[Opening LISTED ENTRIES section]

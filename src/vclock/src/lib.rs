// Copyright 2025 Amazon.com, Inc. or its affiliates. All Rights Reserved.
// SPDX-License-Identifier: Apache-2.0

#![deny(missing_docs)]

//! Virtual-clock and virtual-timer subsystem.
//!
//! The emulator's notion of time is a nanosecond counter that advances with
//! the host monotonic clock only while ticks are enabled. Components schedule
//! one-shot [`Timer`]s against that counter; expired timers are run from the
//! event-loop thread via [`Clock::run_expired`] or [`Clock::poll`].
//!
//! The whole subsystem is confined to the event-loop thread ([`Clock`] is a
//! cheap `Rc` handle and is not `Send`).

use std::cell::RefCell;
use std::fmt;
use std::rc::{Rc, Weak};
use std::time::{Duration, Instant};

use log::debug;

/// Largest host-sleep slice used by [`Clock::poll`], so a caller rearming
/// timers concurrently with the sleep is picked up promptly.
const MAX_POLL_SLICE: Duration = Duration::from_millis(1);

type TimerCallback = Box<dyn FnMut()>;

struct TimerEntry {
    deadline_ns: Option<i64>,
    callback: Rc<RefCell<TimerCallback>>,
}

struct ClockState {
    /// Virtual nanoseconds accumulated while ticks were enabled.
    offset_ns: i64,
    /// Host instant at which ticks were last enabled; `None` while frozen.
    ticks_base: Option<Instant>,
    /// Ceiling the clock never advances past, regardless of host time.
    horizon_ns: Option<i64>,
}

impl ClockState {
    fn now_ns(&self) -> i64 {
        let raw = match self.ticks_base {
            Some(base) => self.offset_ns.saturating_add(elapsed_ns(base)),
            None => self.offset_ns,
        };
        match self.horizon_ns {
            Some(horizon) => raw.min(horizon),
            None => raw,
        }
    }
}

struct ClockInner {
    state: RefCell<ClockState>,
    timers: RefCell<Vec<Option<TimerEntry>>>,
}

/// Handle to the virtual clock and its timer list.
#[derive(Clone)]
pub struct Clock {
    inner: Rc<ClockInner>,
}

impl Default for Clock {
    fn default() -> Self {
        Self::new()
    }
}

impl Clock {
    /// Creates a clock at virtual time zero with ticks disabled.
    pub fn new() -> Clock {
        Clock {
            inner: Rc::new(ClockInner {
                state: RefCell::new(ClockState {
                    offset_ns: 0,
                    ticks_base: None,
                    horizon_ns: None,
                }),
                timers: RefCell::new(Vec::new()),
            }),
        }
    }

    /// Current virtual time in nanoseconds. Monotonically non-decreasing,
    /// and never past the configured horizon.
    pub fn now_ns(&self) -> i64 {
        self.inner.state.borrow().now_ns()
    }

    /// Caps the clock at an absolute virtual time. Host ticks past the
    /// horizon are discarded, so the clock parks exactly at the cap. The
    /// horizon must never move backwards past the current virtual time.
    pub fn set_horizon_ns(&self, horizon_ns: i64) {
        let mut state = self.inner.state.borrow_mut();
        debug_assert!(horizon_ns >= state.now_ns(), "horizon set in the past");
        state.horizon_ns = Some(horizon_ns);
    }

    /// Removes the horizon cap.
    pub fn clear_horizon(&self) {
        self.inner.state.borrow_mut().horizon_ns = None;
    }

    /// Whether the clock is currently advancing with host time.
    pub fn ticks_enabled(&self) -> bool {
        self.inner.state.borrow().ticks_base.is_some()
    }

    /// Starts folding host time into the virtual clock. Idempotent.
    pub fn enable_ticks(&self) {
        let mut state = self.inner.state.borrow_mut();
        if state.ticks_base.is_none() {
            state.ticks_base = Some(Instant::now());
            debug!("virtual clock ticks enabled at {}ns", state.offset_ns);
        }
    }

    /// Freezes the virtual clock at its current value. Idempotent.
    pub fn disable_ticks(&self) {
        let mut state = self.inner.state.borrow_mut();
        if state.ticks_base.is_some() {
            let now = state.now_ns();
            state.ticks_base = None;
            state.offset_ns = now;
            debug!("virtual clock ticks disabled at {now}ns");
        }
    }

    /// Creates a disarmed one-shot timer owned by this clock.
    pub fn new_timer<F: FnMut() + 'static>(&self, callback: F) -> Timer {
        let entry = TimerEntry {
            deadline_ns: None,
            callback: Rc::new(RefCell::new(Box::new(callback))),
        };
        let mut timers = self.inner.timers.borrow_mut();
        let slot = match timers.iter().position(Option::is_none) {
            Some(slot) => {
                timers[slot] = Some(entry);
                slot
            }
            None => {
                timers.push(Some(entry));
                timers.len() - 1
            }
        };
        Timer {
            clock: Rc::downgrade(&self.inner),
            slot,
        }
    }

    /// Relative nanoseconds until the earliest armed deadline, clamped at
    /// zero when already due. `None` when no timer is armed.
    pub fn deadline_ns(&self) -> Option<i64> {
        let earliest = self
            .inner
            .timers
            .borrow()
            .iter()
            .flatten()
            .filter_map(|entry| entry.deadline_ns)
            .min()?;
        Some((earliest - self.now_ns()).max(0))
    }

    /// Runs every timer whose deadline has been reached, earliest first.
    ///
    /// Expired timers are disarmed before their callback runs, so a callback
    /// may rearm its own timer (or any other). Returns whether any fired.
    pub fn run_expired(&self) -> bool {
        let now = self.now_ns();
        let mut due: Vec<(i64, Rc<RefCell<TimerCallback>>)> = Vec::new();
        {
            let mut timers = self.inner.timers.borrow_mut();
            for entry in timers.iter_mut().flatten() {
                if let Some(deadline) = entry.deadline_ns {
                    if deadline <= now {
                        entry.deadline_ns = None;
                        due.push((deadline, entry.callback.clone()));
                    }
                }
            }
        }
        due.sort_by_key(|(deadline, _)| *deadline);
        let fired = !due.is_empty();
        for (_, callback) in due {
            (callback.borrow_mut())();
        }
        fired
    }

    /// Sleeps host time in small slices until the earliest armed deadline is
    /// due, then fires it. Returns `false` without sleeping when no timer is
    /// armed, or when the clock is frozen and cannot reach the deadline.
    pub fn poll(&self) -> bool {
        loop {
            if self.run_expired() {
                return true;
            }
            let Some(relative) = self.deadline_ns() else {
                return false;
            };
            if relative > 0 {
                if !self.can_advance() {
                    return false;
                }
                let wait = Duration::from_nanos(relative.unsigned_abs()).min(MAX_POLL_SLICE);
                std::thread::sleep(wait);
            }
        }
    }

    /// Whether the clock can still make forward progress on its own: ticks
    /// enabled and not parked at the horizon.
    fn can_advance(&self) -> bool {
        let state = self.inner.state.borrow();
        state.ticks_base.is_some() && state.horizon_ns.map_or(true, |h| state.now_ns() < h)
    }
}

impl fmt::Debug for Clock {
    fn fmt(&self, f: &mut fmt::Formatter<'_>) -> fmt::Result {
        f.debug_struct("Clock")
            .field("now_ns", &self.now_ns())
            .field("ticks_enabled", &self.ticks_enabled())
            .finish()
    }
}

fn elapsed_ns(base: Instant) -> i64 {
    base.elapsed().as_nanos().min(i64::MAX as u128) as i64
}

/// Handle to one one-shot timer. Dropping the handle disarms and frees it.
pub struct Timer {
    clock: Weak<ClockInner>,
    slot: usize,
}

impl Timer {
    /// Arms (or rearms) the timer for an absolute virtual deadline. A
    /// deadline at or before the current virtual time fires on the next
    /// [`Clock::run_expired`] pass, never from within `arm` itself.
    pub fn arm(&self, deadline_ns: i64) {
        self.with_entry(|entry| entry.deadline_ns = Some(deadline_ns));
    }

    /// Disarms the timer without releasing it.
    pub fn disarm(&self) {
        self.with_entry(|entry| entry.deadline_ns = None);
    }

    /// Whether the timer currently has a pending deadline.
    pub fn is_armed(&self) -> bool {
        let mut armed = false;
        self.with_entry(|entry| armed = entry.deadline_ns.is_some());
        armed
    }

    fn with_entry(&self, f: impl FnOnce(&mut TimerEntry)) {
        if let Some(clock) = self.clock.upgrade() {
            if let Some(entry) = clock.timers.borrow_mut()[self.slot].as_mut() {
                f(entry);
            }
        }
    }
}

impl Drop for Timer {
    fn drop(&mut self) {
        if let Some(clock) = self.clock.upgrade() {
            clock.timers.borrow_mut()[self.slot] = None;
        }
    }
}

impl fmt::Debug for Timer {
    fn fmt(&self, f: &mut fmt::Formatter<'_>) -> fmt::Result {
        f.debug_struct("Timer")
            .field("slot", &self.slot)
            .field("armed", &self.is_armed())
            .finish()
    }
}

#[cfg(test)]
mod tests {
    use std::cell::Cell;

    use super::*;

    #[test]
    fn frozen_clock_does_not_advance() {
        let clock = Clock::new();
        assert_eq!(clock.now_ns(), 0);
        std::thread::sleep(Duration::from_millis(2));
        assert_eq!(clock.now_ns(), 0);
    }

    #[test]
    fn ticks_advance_and_freeze() {
        let clock = Clock::new();
        clock.enable_ticks();
        // Idempotent; must not rebase the origin.
        clock.enable_ticks();
        std::thread::sleep(Duration::from_millis(2));
        clock.disable_ticks();
        let frozen = clock.now_ns();
        assert!(frozen >= 2_000_000);
        std::thread::sleep(Duration::from_millis(2));
        assert_eq!(clock.now_ns(), frozen);
        clock.disable_ticks();
        assert_eq!(clock.now_ns(), frozen);
    }

    #[test]
    fn timers_fire_in_deadline_order() {
        let clock = Clock::new();
        let order = Rc::new(RefCell::new(Vec::new()));
        let first = clock.new_timer({
            let order = order.clone();
            move || order.borrow_mut().push(1)
        });
        let second = clock.new_timer({
            let order = order.clone();
            move || order.borrow_mut().push(2)
        });
        second.arm(20);
        first.arm(10);
        clock.enable_ticks();
        while clock.now_ns() < 20 {}
        assert!(clock.run_expired());
        assert_eq!(*order.borrow(), vec![1, 2]);
        assert!(!first.is_armed());
        assert!(!second.is_armed());
    }

    #[test]
    fn deadline_is_relative_and_clamped() {
        let clock = Clock::new();
        assert_eq!(clock.deadline_ns(), None);
        let timer = clock.new_timer(|| ());
        timer.arm(1_000_000);
        assert_eq!(clock.deadline_ns(), Some(1_000_000));
        timer.arm(0);
        assert_eq!(clock.deadline_ns(), Some(0));
    }

    #[test]
    fn callback_may_rearm_itself() {
        let clock = Clock::new();
        let fired = Rc::new(Cell::new(0u32));
        let timer = Rc::new(RefCell::new(None::<Timer>));
        let t = clock.new_timer({
            let fired = fired.clone();
            let timer = timer.clone();
            move || {
                fired.set(fired.get() + 1);
                if fired.get() == 1 {
                    if let Some(t) = timer.borrow().as_ref() {
                        t.arm(0);
                    }
                }
            }
        });
        t.arm(0);
        *timer.borrow_mut() = Some(t);
        assert!(clock.run_expired());
        assert_eq!(fired.get(), 1);
        // The rearm from inside the callback fires on the next pass.
        assert!(clock.run_expired());
        assert_eq!(fired.get(), 2);
        assert!(!clock.run_expired());
    }

    #[test]
    fn drop_disarms() {
        let clock = Clock::new();
        let timer = clock.new_timer(|| panic!("dropped timer must not fire"));
        timer.arm(0);
        drop(timer);
        assert_eq!(clock.deadline_ns(), None);
        assert!(!clock.run_expired());
    }

    #[test]
    fn slot_reuse_does_not_leak_deadlines() {
        let clock = Clock::new();
        let old = clock.new_timer(|| ());
        old.arm(5);
        drop(old);
        let fresh = clock.new_timer(|| ());
        assert!(!fresh.is_armed());
        fresh.arm(7);
        assert_eq!(clock.deadline_ns(), Some(7));
    }

    #[test]
    fn poll_fires_due_timer() {
        let clock = Clock::new();
        let fired = Rc::new(Cell::new(false));
        let timer = clock.new_timer({
            let fired = fired.clone();
            move || fired.set(true)
        });
        timer.arm(500_000);
        clock.enable_ticks();
        assert!(clock.poll());
        assert!(fired.get());
    }

    #[test]
    fn horizon_caps_advancement() {
        let clock = Clock::new();
        clock.set_horizon_ns(1_000_000);
        clock.enable_ticks();
        std::thread::sleep(Duration::from_millis(3));
        assert_eq!(clock.now_ns(), 1_000_000);
        clock.disable_ticks();
        assert_eq!(clock.now_ns(), 1_000_000);
        // Raising the horizon lets the clock move again.
        clock.set_horizon_ns(2_000_000);
        clock.enable_ticks();
        std::thread::sleep(Duration::from_millis(2));
        assert_eq!(clock.now_ns(), 2_000_000);
    }

    #[test]
    fn zero_length_horizon_pins_the_clock() {
        let clock = Clock::new();
        let fired = Rc::new(Cell::new(false));
        let timer = clock.new_timer({
            let fired = fired.clone();
            move || fired.set(true)
        });
        timer.arm(0);
        clock.set_horizon_ns(0);
        clock.enable_ticks();
        std::thread::sleep(Duration::from_millis(1));
        assert_eq!(clock.now_ns(), 0);
        assert!(clock.poll());
        assert!(fired.get());
    }

    #[test]
    fn poll_gives_up_at_the_horizon() {
        let clock = Clock::new();
        let timer = clock.new_timer(|| panic!("timer beyond the horizon fired"));
        timer.arm(2_000_000);
        clock.set_horizon_ns(1_000_000);
        clock.enable_ticks();
        while clock.now_ns() < 1_000_000 {}
        assert!(!clock.poll());
    }

    #[test]
    fn poll_bails_out_when_frozen() {
        let clock = Clock::new();
        let timer = clock.new_timer(|| panic!("frozen clock fired a timer"));
        timer.arm(1_000_000);
        assert!(!clock.poll());
    }
}
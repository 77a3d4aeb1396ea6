// Copyright 2025 Amazon.com, Inc. or its affiliates. All Rights Reserved.
// SPDX-License-Identifier: Apache-2.0

//! End-to-end check that a mux'd guest binding under synchronous I/O gets
//! its OPENED event from the virtual-timer wheel, inside granted time,
//! never from within the call that opened it.

use std::cell::RefCell;
use std::io;
use std::rc::Rc;

use chardev::{
    CharFrontend, Chardev, ChardevContext, ChardevDriver, ChardevEvent, MuxDriver, ReplayMode,
};
use pacer::transport::channel_pair;
use pacer::{Pacer, PacerConfig};
use vclock::Clock;

struct NullDriver;

impl ChardevDriver for NullDriver {
    fn write(&mut self, buf: &[u8]) -> io::Result<usize> {
        Ok(buf.len())
    }
}

#[test]
fn mux_open_event_arrives_with_granted_time() {
    let clock = Clock::new();
    let (transport, simulator) = channel_pair();
    let simulator_thread = std::thread::spawn(move || {
        simulator.wait_ready().unwrap();
        // First exchange happens before any device timer is armed.
        assert_eq!(simulator.recv_request().unwrap(), (i64::MAX, 0));
        simulator.grant(1_000_000).unwrap();
    });

    let config = PacerConfig { io_sync: true };
    let pacer = Pacer::try_setup(&clock, Box::new(transport), || ()).unwrap();
    let ctx = ChardevContext::new(clock.clone(), &config, ReplayMode::Off);

    let inner = Chardev::new("ttyS0", Box::new(NullDriver)).unwrap();
    let mux = MuxDriver::new(inner, &ctx).unwrap();
    let chr = Chardev::new("mux0", Box::new(mux)).unwrap();

    let fe = CharFrontend::new(&ctx);
    fe.init(&chr).unwrap();
    let events = Rc::new(RefCell::new(Vec::new()));
    fe.set_handlers(
        None,
        None,
        Some(Box::new({
            let events = events.clone();
            move |event| events.borrow_mut().push(event)
        })),
        None,
        true,
    );
    // Taking mux focus delivers MUX_IN inline, but the opening call itself
    // must not deliver OPENED.
    assert_eq!(*events.borrow(), vec![ChardevEvent::MuxIn]);

    // The next event-loop turn delivers the deferred OPENED, at a virtual
    // tick at or after the call, within the granted interval.
    assert!(pacer.poll());
    assert_eq!(
        *events.borrow(),
        vec![ChardevEvent::MuxIn, ChardevEvent::Opened]
    );
    assert!(clock.now_ns() <= 1_000_000);

    simulator_thread.join().unwrap();
    assert!(pacer.enabled());
}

[Closing LISTED ENTRIES section]

* _TASK DIRECTIONS_: Throughout the listing above, count the lines where the word "advances" appears, then reply with that count and no other words.

* _RESPONSE TO THE EXERCISE_: 2